### Action item
Each entry needs to be retyped exactly.

### Data listing
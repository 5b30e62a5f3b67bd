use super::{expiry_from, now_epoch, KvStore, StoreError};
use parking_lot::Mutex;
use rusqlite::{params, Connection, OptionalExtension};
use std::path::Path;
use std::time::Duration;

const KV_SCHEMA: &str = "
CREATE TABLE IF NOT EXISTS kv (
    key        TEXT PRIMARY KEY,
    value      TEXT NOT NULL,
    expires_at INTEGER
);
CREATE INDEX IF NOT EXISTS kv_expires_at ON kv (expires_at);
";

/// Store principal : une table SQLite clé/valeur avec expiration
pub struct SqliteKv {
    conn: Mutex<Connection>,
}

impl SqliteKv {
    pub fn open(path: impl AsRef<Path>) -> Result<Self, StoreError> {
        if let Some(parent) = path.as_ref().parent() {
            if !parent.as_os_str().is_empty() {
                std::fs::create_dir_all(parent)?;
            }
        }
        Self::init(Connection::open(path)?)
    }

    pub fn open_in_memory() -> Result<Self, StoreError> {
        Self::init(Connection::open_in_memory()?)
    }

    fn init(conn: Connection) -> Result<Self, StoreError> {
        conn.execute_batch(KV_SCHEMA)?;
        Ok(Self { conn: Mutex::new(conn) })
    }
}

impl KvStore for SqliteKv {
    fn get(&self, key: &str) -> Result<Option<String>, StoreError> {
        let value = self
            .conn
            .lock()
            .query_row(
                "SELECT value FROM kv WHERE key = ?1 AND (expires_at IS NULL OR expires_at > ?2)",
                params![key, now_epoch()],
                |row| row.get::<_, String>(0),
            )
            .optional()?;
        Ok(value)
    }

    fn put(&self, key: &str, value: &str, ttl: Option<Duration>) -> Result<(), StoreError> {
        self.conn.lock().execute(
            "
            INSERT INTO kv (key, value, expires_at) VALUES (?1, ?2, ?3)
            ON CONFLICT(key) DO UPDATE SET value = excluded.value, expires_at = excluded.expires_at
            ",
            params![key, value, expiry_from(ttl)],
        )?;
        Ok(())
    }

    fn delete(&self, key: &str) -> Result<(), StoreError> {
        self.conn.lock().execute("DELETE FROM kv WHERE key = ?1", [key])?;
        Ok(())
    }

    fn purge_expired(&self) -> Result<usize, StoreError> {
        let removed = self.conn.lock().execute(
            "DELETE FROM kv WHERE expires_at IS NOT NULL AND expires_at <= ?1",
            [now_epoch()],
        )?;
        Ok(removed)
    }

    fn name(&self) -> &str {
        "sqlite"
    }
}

### Worked solution
repository 5b30e62a5f3b67bd
use super::{expiry_from, now_epoch, KvStore, StoreError};
use parking_lot::Mutex;
use rusqlite::{params, Connection, OptionalExtension};
use std::path::Path;
use std::time::Duration;

const KV_SCHEMA: &str = "
CREATE TABLE IF NOT EXISTS kv (
    key        TEXT PRIMARY KEY,
    value      TEXT NOT NULL,
    expires_at INTEGER
);
CREATE INDEX IF NOT EXISTS kv_expires_at ON kv (expires_at);
";

/// Store principal : une table SQLite clé/valeur avec expiration
pub struct SqliteKv {
    conn: Mutex<Connection>,
}

impl SqliteKv {
    pub fn open(path: impl AsRef<Path>) -> Result<Self, StoreError> {
        if let Some(parent) = path.as_ref().parent() {
            if !parent.as_os_str().is_empty() {
                std::fs::create_dir_all(parent)?;
            }
        }
        Self::init(Connection::open(path)?)
    }

    pub fn open_in_memory() -> Result<Self, StoreError> {
        Self::init(Connection::open_in_memory()?)
    }

    fn init(conn: Connection) -> Result<Self, StoreError> {
        conn.execute_batch(KV_SCHEMA)?;
        Ok(Self { conn: Mutex::new(conn) })
    }
}

impl KvStore for SqliteKv {
    fn get(&self, key: &str) -> Result<Option<String>, StoreError> {
        let value = self
            .conn
            .lock()
            .query_row(
                "SELECT value FROM kv WHERE key = ?1 AND (expires_at IS NULL OR expires_at > ?2)",
                params![key, now_epoch()],
                |row| row.get::<_, String>(0),
            )
            .optional()?;
        Ok(value)
    }

    fn put(&self, key: &str, value: &str, ttl: Option<Duration>) -> Result<(), StoreError> {
        self.conn.lock().execute(
            "
            INSERT INTO kv (key, value, expires_at) VALUES (?1, ?2, ?3)
            ON CONFLICT(key) DO UPDATE SET value = excluded.value, expires_at = excluded.expires_at
            ",
            params![key, value, expiry_from(ttl)],
        )?;
        Ok(())
    }

    fn delete(&self, key: &str) -> Result<(), StoreError> {
        self.conn.lock().execute("DELETE FROM kv WHERE key = ?1", [key])?;
        Ok(())
    }

    fn purge_expired(&self) -> Result<usize, StoreError> {
        let removed = self.conn.lock().execute(
            "DELETE FROM kv WHERE expires_at IS NOT NULL AND expires_at <= ?1",
            [now_epoch()],
        )?;
        Ok(removed)
    }

    fn name(&self) -> &str {
        "sqlite"
    }
}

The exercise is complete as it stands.